Work request: For every line in the data below that contains "then", copy the line.

[Stored data]
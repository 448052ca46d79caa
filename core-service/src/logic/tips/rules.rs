//! Tip Rules
//!
//! Fixed rule table. Each rule looks at the raw record only; the
//! explanation-driven rules live in [`super::generate_tips`].
//! Cut-offs come from [`TipThresholds`].

use super::{Tip, TipCategory};
use crate::logic::config::TipThresholds;
use crate::logic::features::layout::{
    AGE, CHOLESTEROL, MAX_HEART_RATE, OLDPEAK, RESTING_BLOOD_PRESSURE, SEX,
};
use crate::logic::features::FeatureRecord;

// ============================================================================
// MESSAGES
// ============================================================================

pub const CHOLESTEROL_TIP: &str = "Reduce saturated fats and added sugars to help lower cholesterol.";
pub const BLOOD_PRESSURE_TIP: &str =
    "Lower salt intake and keep regular physical activity to help manage blood pressure.";
pub const FITNESS_TIP: &str = "Moderate aerobic exercise can help improve cardiovascular fitness.";
pub const STRESS_TEST_TIP: &str = "Discuss your stress-test or ECG results with a healthcare provider.";
pub const CHECK_UP_TIP: &str = "Men have slightly higher heart-disease risk; regular check-ups are important.";

pub const EXPLAINED_CHOLESTEROL_TIP: &str =
    "High cholesterol strongly influenced the prediction; consider a heart-healthy diet.";
pub const EXPLAINED_BLOOD_PRESSURE_TIP: &str =
    "Blood pressure was a key factor; monitor and maintain it within a healthy range.";

/// Shown by the presentation layer when no rule fires
pub const NO_SUGGESTIONS: &str = "Great job! No extra suggestions beyond maintaining a balanced lifestyle.";

// ============================================================================
// RECORD RULES (in display order)
// ============================================================================

type Rule = fn(&FeatureRecord, &TipThresholds) -> Option<Tip>;

pub(super) const RECORD_RULES: &[Rule] = &[
    high_cholesterol,
    high_blood_pressure,
    low_max_heart_rate,
    high_oldpeak,
    male_check_up,
];

fn high_cholesterol(record: &FeatureRecord, t: &TipThresholds) -> Option<Tip> {
    let value = record.number(CHOLESTEROL)?;
    (value > t.cholesterol).then(|| Tip::new(TipCategory::Cholesterol, CHOLESTEROL_TIP))
}

fn high_blood_pressure(record: &FeatureRecord, t: &TipThresholds) -> Option<Tip> {
    let value = record.number(RESTING_BLOOD_PRESSURE)?;
    (value > t.resting_blood_pressure).then(|| Tip::new(TipCategory::BloodPressure, BLOOD_PRESSURE_TIP))
}

fn low_max_heart_rate(record: &FeatureRecord, t: &TipThresholds) -> Option<Tip> {
    let max_hr = record.number(MAX_HEART_RATE)?;
    let age = record.number(AGE)?;
    (max_hr < t.max_heart_rate && age < t.fitness_age_limit)
        .then(|| Tip::new(TipCategory::Fitness, FITNESS_TIP))
}

fn high_oldpeak(record: &FeatureRecord, t: &TipThresholds) -> Option<Tip> {
    let value = record.number(OLDPEAK)?;
    (value > t.oldpeak).then(|| Tip::new(TipCategory::StressTest, STRESS_TEST_TIP))
}

fn male_check_up(record: &FeatureRecord, _t: &TipThresholds) -> Option<Tip> {
    (record.category(SEX)? == "male").then(|| Tip::new(TipCategory::CheckUp, CHECK_UP_TIP))
}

Finished task:
    (value > t.cholesterol).then(|| Tip::new(TipCategory::Cholesterol, CHOLESTEROL_TIP))
    (value > t.resting_blood_pressure).then(|| Tip::new(TipCategory::BloodPressure, BLOOD_PRESSURE_TIP))
        .then(|| Tip::new(TipCategory::Fitness, FITNESS_TIP))
    (value > t.oldpeak).then(|| Tip::new(TipCategory::StressTest, STRESS_TEST_TIP))
    (record.category(SEX)? == "male").then(|| Tip::new(TipCategory::CheckUp, CHECK_UP_TIP))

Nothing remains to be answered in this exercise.